» Aim of the task:
Each line below that carries the string "result" must appear in the answer.

= Beginning of Section =

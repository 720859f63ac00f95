//! Copyright © 2025-2026 Wenze Wei. All Rights Reserved.
//!
//! This file is part of multiplug.
//! The multiplug project belongs to the Dunimd Team.
//!
//! Licensed under the Apache License, Version 2.0 (the "License");
//! You may not use this file except in compliance with the License.
//! You may obtain a copy of the License at
//!
//!     http://www.apache.org/licenses/LICENSE-2.0
//!
//! Unless required by applicable law or agreed to in writing, software
//! distributed under the License is distributed on an "AS IS" BASIS,
//! WITHOUT WARRANTIES OR CONDITIONS OF ANY KIND, either express or implied.
//! See the License for the specific language governing permissions and
//! limitations under the License.

use std::fs;

use serde_json::json;

use multiplug::loader::nim::{artifact_path, MpNimLoader};
use multiplug::{MpContract, MpError, MpImporter, MpKwargs, MpLanguageOptions, MpValue};

#[path = "../common/mod.rs"]
mod common;

use common::{example_fas, has_tool, scratch_copy};

#[test]
fn fas_stats_is_compiled_and_called() {
    if !has_tool("nim") {
        return;
    }
    let (_dir, source) = scratch_copy("nim/fas_stats_nim.nim");
    let plugin = MpImporter::default()
        .import(&source, &MpContract::compute_plugin())
        .expect("compile and load fas_stats_nim.nim");
    assert_eq!(plugin.constant_str("ID"), Some("fas_stats_nim"));
    assert_eq!(
        plugin.constant("OUTPUT"),
        Some(&MpValue::string_list(["genome_size", "GC_content"]))
    );
    assert!(!plugin.has_function("const_ID"));
    let result = plugin
        .call("compute", &[MpValue::str(example_fas())], &MpKwargs::new())
        .unwrap();
    assert_eq!(result, MpValue::from(json!([["800", "0.41"], []])));
}

#[test]
fn fresh_library_is_not_rebuilt() {
    if !has_tool("nim") {
        return;
    }
    let (_dir, source) = scratch_copy("nim/fas_stats_nim.nim");
    let loader = MpNimLoader::new(MpLanguageOptions::default());
    let artifact = loader.build(&source).unwrap();
    assert_eq!(artifact, artifact_path(&source, "fas_stats_nim"));
    let built = fs::metadata(&artifact).unwrap().modified().unwrap();
    loader.build(&source).unwrap();
    assert_eq!(fs::metadata(&artifact).unwrap().modified().unwrap(), built);
}

#[test]
fn custom_prefix_hides_the_constants() {
    if !has_tool("nim") {
        return;
    }
    let (_dir, source) = scratch_copy("nim/fas_stats_nim.nim");
    let importer = MpImporter::new(MpLanguageOptions {
        nim_const_prefix: "meta_".to_string(),
        ..MpLanguageOptions::default()
    });
    let err = importer
        .import(&source, &MpContract::compute_plugin())
        .unwrap_err();
    assert!(matches!(err, MpError::InterfaceRequirement { .. }));
    let plugin = importer
        .import(&source, &MpContract::new().require_function("compute"))
        .unwrap();
    assert!(plugin.has_function("const_ID"));
}

#[test]
fn build_failures_name_the_tool() {
    let (_dir, source) = scratch_copy("nim/fas_stats_nim.nim");
    let importer = MpImporter::new(MpLanguageOptions {
        nim_command: "multiplug-no-such-nim".to_string(),
        ..MpLanguageOptions::default()
    });
    let err = importer
        .import(&source, &MpContract::compute_plugin())
        .unwrap_err();
    assert!(matches!(err, MpError::Build { .. }), "{err}");
}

= End of Section =

» Answer space:
    let result = plugin
    assert_eq!(result, MpValue::from(json!([["800", "0.41"], []])));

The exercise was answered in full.